As described earlier, we conducted a survey study to evaluation the performance of the two language models. We carefully selected 10 queries and generated 10 sets of search results for each of the models. These queries represent some common questions asked by developers in exploratory programming, based on our consultation with the two experts. Each result contained the top-10 most similar code cells that we retrieved by computing the cosine similarity of the query and their descriptors. In the study, for each query of each model, we asked participants to select which ones of the 10 items are relevant in the search result. They also needed to indicate which search result of the two models is better. The order of the 10 queries and the order of the two models were randomized in the survey study.

We distributed our survey via mailing lists and social media at a local university. Finally, we collected 32 responses; however, some of the participants did not finish all the 10 questions. All participants have a computer science major. The medians of their self-reported familiarity to visualization tools (e.g., Matplotlib), machine learning tools (e.g., Keras), and Python are 4 ( $Mode=4$ ), 4 ( $Mode=5$ ), and 5 ( $Mode=6$ ), respectively, on a 1-7 Likert scale (1 = “very unfamiliar” and 7 = “very familiar”). As Figure 7b indicates, overall, participants thought Doc2Vec generated more relevant results than Sentence-BERT. As shown in Figure 7a, roughly, there are similar numbers of relevant items chosen by participants. For some queries such as “plot dataset,” “how to read file,” and “how to import libraries,” most of the items are voted relevant for both models. Besides the number of relevant items selected for each query, the more top-ranked items are chosen, the better the model’s performance is. For most queries, especially “svm,” “train machine learning model,” and “knn to perform classification,” more participants chose items with smaller search ranks for Doc2Vec. Further, for all the queries, there are more top-3 items chosen by participants for Doc2Vec, compared to Sentence-BERT.

A.3. Deployment Details

Table 3. Results of the experiments on Uber internal dataset for comparing the performance of the four translation models: GRU, LSTM, BiLSTM, and LSTM with Attention.

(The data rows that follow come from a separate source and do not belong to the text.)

//! Typed entities flowing between the source reader, the orchestrator and the
//! destination writer.
//!
//! Source ids are Kaiten's numeric ids; destination ids are Planka's opaque
//! string ids. Wire decoding lives in the clients and ends at these types.

use serde::{Deserialize, Serialize};

pub type SourceId = u64;
pub type DestId = String;

// --- source side ---

#[derive(Debug, Clone, PartialEq, Eq, Serialize, Deserialize)]
pub struct SourceUser {
    pub email: String,
    pub full_name: String,
    pub username: String,
}

#[derive(Debug, Clone, PartialEq, Serialize, Deserialize)]
pub struct Tag {
    pub id: SourceId,
    pub name: String,
    /// Positional index into [`crate::mapping::LABEL_PALETTE`].
    pub color: u32,
}

/// A space as listed by the source; `parent_uid` is `None` for roots.
#[derive(Debug, Clone, PartialEq, Eq, Serialize, Deserialize)]
pub struct Space {
    pub id: SourceId,
    pub uid: String,
    pub name: String,
    pub parent_uid: Option<String>,
}

#[derive(Debug, Clone, PartialEq, Eq, Serialize, Deserialize)]
pub struct Board {
    pub id: SourceId,
    pub title: String,
}

#[derive(Debug, Clone, PartialEq, Serialize, Deserialize)]
pub struct Column {
    pub id: SourceId,
    pub board_id: SourceId,
    pub name: String,
    pub position: f64,
}

/// Just enough of a card listing entry to fetch the full card.
#[derive(Debug, Clone, PartialEq, Eq, Serialize, Deserialize)]
pub struct CardRef {
    pub id: SourceId,
}

/// Date fields of a card. A due date suppresses start and end; construct
/// through [`crate::mapping::resolve_dates`] to keep that invariant.
#[derive(Debug, Clone, Default, PartialEq, Eq, Serialize, Deserialize)]
pub struct CardDates {
    pub due: Option<String>,
    pub start: Option<String>,
    pub end: Option<String>,
}

#[derive(Debug, Clone, PartialEq, Serialize, Deserialize)]
pub struct Card {
    pub id: SourceId,
    pub title: String,
    pub description: Option<String>,
    /// Always `>= 1`.
    pub sort_order: f64,
    pub member_emails: Vec<String>,
    pub dates: CardDates,
    pub tag_ids: Vec<SourceId>,
    pub archived: bool,
    pub checklist_ids: Vec<SourceId>,
}

#[derive(Debug, Clone, PartialEq, Eq, Serialize, Deserialize)]
pub struct Comment {
    pub id: SourceId,
    pub author_email: String,
    pub created_at: String,
    pub text: String,
}

#[derive(Debug, Clone, PartialEq, Eq, Serialize, Deserialize)]
pub struct Attachment {
    pub name: String,
    pub url: String,
}

#[derive(Debug, Clone, PartialEq, Eq, Serialize, Deserialize)]
pub struct ChecklistItem {
    pub text: String,
    pub checked: bool,
}

#[derive(Debug, Clone, PartialEq, Eq, Serialize, Deserialize)]
pub struct Checklist {
    pub name: String,
    pub items: Vec<ChecklistItem>,
}

// --- destination side ---

#[derive(Debug, Clone, PartialEq, Eq, Serialize)]
pub struct NewUser {
    pub username: String,
    pub name: String,
    pub email: String,
    pub password: String,
    pub role: String,
}

#[derive(Debug, Clone, PartialEq, Eq, Serialize, Deserialize)]
pub struct Project {
    pub id: DestId,
    pub name: String,
}

#[derive(Debug, Clone, PartialEq, Eq, Serialize, Deserialize)]
pub struct DestUser {
    pub id: DestId,
    pub email: String,
}

/// Card payload for the destination, derived from a source [`Card`].
#[derive(Debug, Clone, PartialEq, Serialize)]
pub struct NewCard {
    pub name: String,
    pub description: Option<String>,
    pub position: f64,
    pub start: Option<String>,
    pub due_date: Option<String>,
}

impl From<&Card> for NewCard {
    fn from(card: &Card) -> Self {
        let (start, due_date) = match &card.dates.due {
            Some(due) => (None, Some(due.clone())),
            None => (card.dates.start.clone(), card.dates.end.clone()),
        };
        NewCard {
            name: card.title.clone(),
            description: card.description.clone(),
            position: card.sort_order,
            start,
            due_date,
        }
    }
}

#[derive(Debug, Clone, PartialEq, Eq, Serialize, Deserialize)]
pub struct Label {
    pub id: DestId,
    pub name: String,
    pub color: String,
}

	GRU	LSTM	BiLSTM	LSTM w/ Att.
1-gram	0.62410	0.62203	0.61912	0.26917
2-gram	0.55517	0.55542	0.55353	0.21200
3-gram	0.44067	0.44257	0.44106	0.11814
4-gram	0.34854	0.34851	0.34934	0.05638
Cumulative Avg.	0.36927	0.36912	0.36981	0.06936

We deployed NBSearch with the internal framework from our experts’ company, so that we could evaluate NBSearch with professional developers on tasks and datasets that are more meaningful to them. The internal dataset contains 5,583 notebooks with around 365K code cells (around 95K cells with comments). These notebooks were written by software engineers and data scientists from different groups at Uber, and they often have usages of internal libraries. We retrained the models using these notebooks and evaluated the models by comparing the BLEU scores and search results (Table 3). From the BLEU scores, we can see that GRU, LSTM, and BiLSTM performed very similar, aligned with our experimental results with the public dataset. While the cumulative BLEU scores are lower than those in Table 2, the results still reached the quality of “good translations” (Cloud, 2020). We then manually examined the results of GRU, LSTM, and BiLSTM from a set of search queries via consultations with our experts, and finally selected GRU for the quality of content in results. We then deployed the NBSearch user interface with this model. The deployment into the internal platform has flask applications hosted in docker images. One of the difficulties we encountered was to resolve the dependency conflicts between the library versions used in NBSearch and the standard library presets in the docker image.